The date was set for the middle of August 1799. However, the 200 royalist leaders in the West did not meet until the middle of September in the château de la Jonchère. It was already too late. The insurrection did not last long in the South West. In Holland and Zurich, Guillaume Marie-Anne Brune and André Masséna had resisted the invasion along the boarder. Napoleon Bonaparte landed in Fréjus on October 9.
The beginning of the insurrection was successful. Bourmont captured Le Mans on October 14, 1799 and occupied the city for several days, profiting from the muskets and canons in the city. Nantes was briefly occupied a few days later as well as Saint-Brieuc where the Jean-François Pierre Poulain-Corbion, a former member of the Constituent Assembly, was executed.
The republican general Gabriel Marie Joseph d'Hédouville quickly organized a counterattack and was progressing successfully when the Brumaire coup d'état began to spread doubt among the insurgents. Some of them saw in Bonaparte a French version of George Monck (a supporter of Oliver Cromwell who helped to restore the monarchy in England after the latter's death).
The End of the Unrest
After 18 Brumaire, a generous amnesty was declared in the South West. The émigrés took advantage of this decision to arm themselves. A small, unlucky number were condemned to deportation and transported to the island of Oléron.
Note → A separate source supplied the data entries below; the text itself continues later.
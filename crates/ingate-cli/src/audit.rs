//! # Ingestion Audit Subcommand
//!
//! `ingate audit [PATH] [--json-schema FILE]` validates the audit trail, by
//! default `<repo root>/.claude/ingestion-audit.json`.
//!
//! When a JSON Schema file is given (flag or `audit.json_schema` in config)
//! the document must satisfy it as well. The schema file is loaded before
//! the document is touched; failing to load it is an error for the whole
//! command rather than a verdict on the document.

use std::io::Write;
use std::path::PathBuf;

use anyhow::{Context, Result};
use clap::Args;
use ingate_schema::{DocumentKind, ExternalSchema};

use crate::report::{check_document, Reporter};
use crate::Workspace;

/// Arguments for `ingate audit`.
#[derive(Args, Debug, Default)]
pub struct AuditArgs {
    /// Audit trail to validate instead of the configured location.
    pub path: Option<PathBuf>,

    /// Additionally validate against this JSON Schema file.
    #[arg(long)]
    pub json_schema: Option<PathBuf>,
}

/// Validate the ingestion audit trail. Returns 0 when valid, 1 otherwise.
pub fn run_audit<W: Write>(
    args: &AuditArgs,
    ws: &Workspace,
    reporter: &mut Reporter<W>,
) -> Result<u8> {
    let schema = DocumentKind::IngestionAudit.schema()?;

    let external = load_external(args, ws)?;
    let path = ws.target(args.path.as_deref(), &ws.config.audit.path);
    tracing::debug!(path = %path.display(), "validating ingestion audit");

    let passed = check_document(
        reporter,
        &path,
        &schema,
        external.as_ref(),
        "is valid against schema",
    )
    .context("failed to write report")?;
    Ok(if passed { 0 } else { 1 })
}

/// The flag wins over config; neither means no external check.
fn load_external(args: &AuditArgs, ws: &Workspace) -> Result<Option<ExternalSchema>> {
    let schema_path = match (&args.json_schema, &ws.config.audit.json_schema) {
        (Some(flag), _) => ws.target(Some(flag), flag),
        (None, Some(configured)) => ws.target(None, configured),
        (None, None) => return Ok(None),
    };
    let loaded = ExternalSchema::load(&schema_path)
        .with_context(|| format!("failed to load JSON Schema {}", schema_path.display()))?;
    tracing::debug!(schema = loaded.name(), "loaded external JSON Schema");
    Ok(Some(loaded))
}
On November 24, 1799, Hédouville announced an end to the hostilities in the West with Bonaparte's assent. On December 2, a number of the royalist leaders signed a truce at the château d'Angrie close to Angers. Hédouville declared a general armistice on December 19. Soon after, one of the key royalist leaders, the Abbé Bernier, joined the government. Two other Chouan leaders (the name of a group of counter-revolutionary royalists in the West), Louis d'Andigné and Jean-Guillaume Hyde de Neuville, met with Bonaparte on December 26. Describing the Bourbons as lazy and incapable of leading their troupes into battle and promising for his part to protect the Catholic religion, the First Consul convinced them to change sides. Back in Brittany, d'Andigné and Hyde de Neuville advised the other leaders to negotiate; as many of them did.
The first to sign the peace accord on January 18, 1800 was Charles d'Autichamp, the Commander of the royalist forces in the Vendée and on the left bank of the Loire. He was followed by the royalist Commander in Le Maine and Anjou on January 20: Pierre Louis Godet, the Count de Châtillon. Suddenly, the royalists in Brittany and the Vendée were no longer able to resist the republican troupes whose number had been increased with the arrival of General Brune and some of his troupes in the West after their success in Holland.
Bourmont surrendered on February 4, 1800; Cadoudal on February 14. Frotté was arrested on February 15 and executed three days later. The others each met with the First Consul. Cadoudal's meeting did not diminish his hostility even though he was offered the rank of général de division (major general). Bourmont hesitated for a few years before supporting Napoleon, only to betray him the day before the Battle of Waterloo.
These events marked the end of the counter-revolutionary movement. Military conflict was succeeded by plots and conspiracies against Napoleon Bonaparte personally.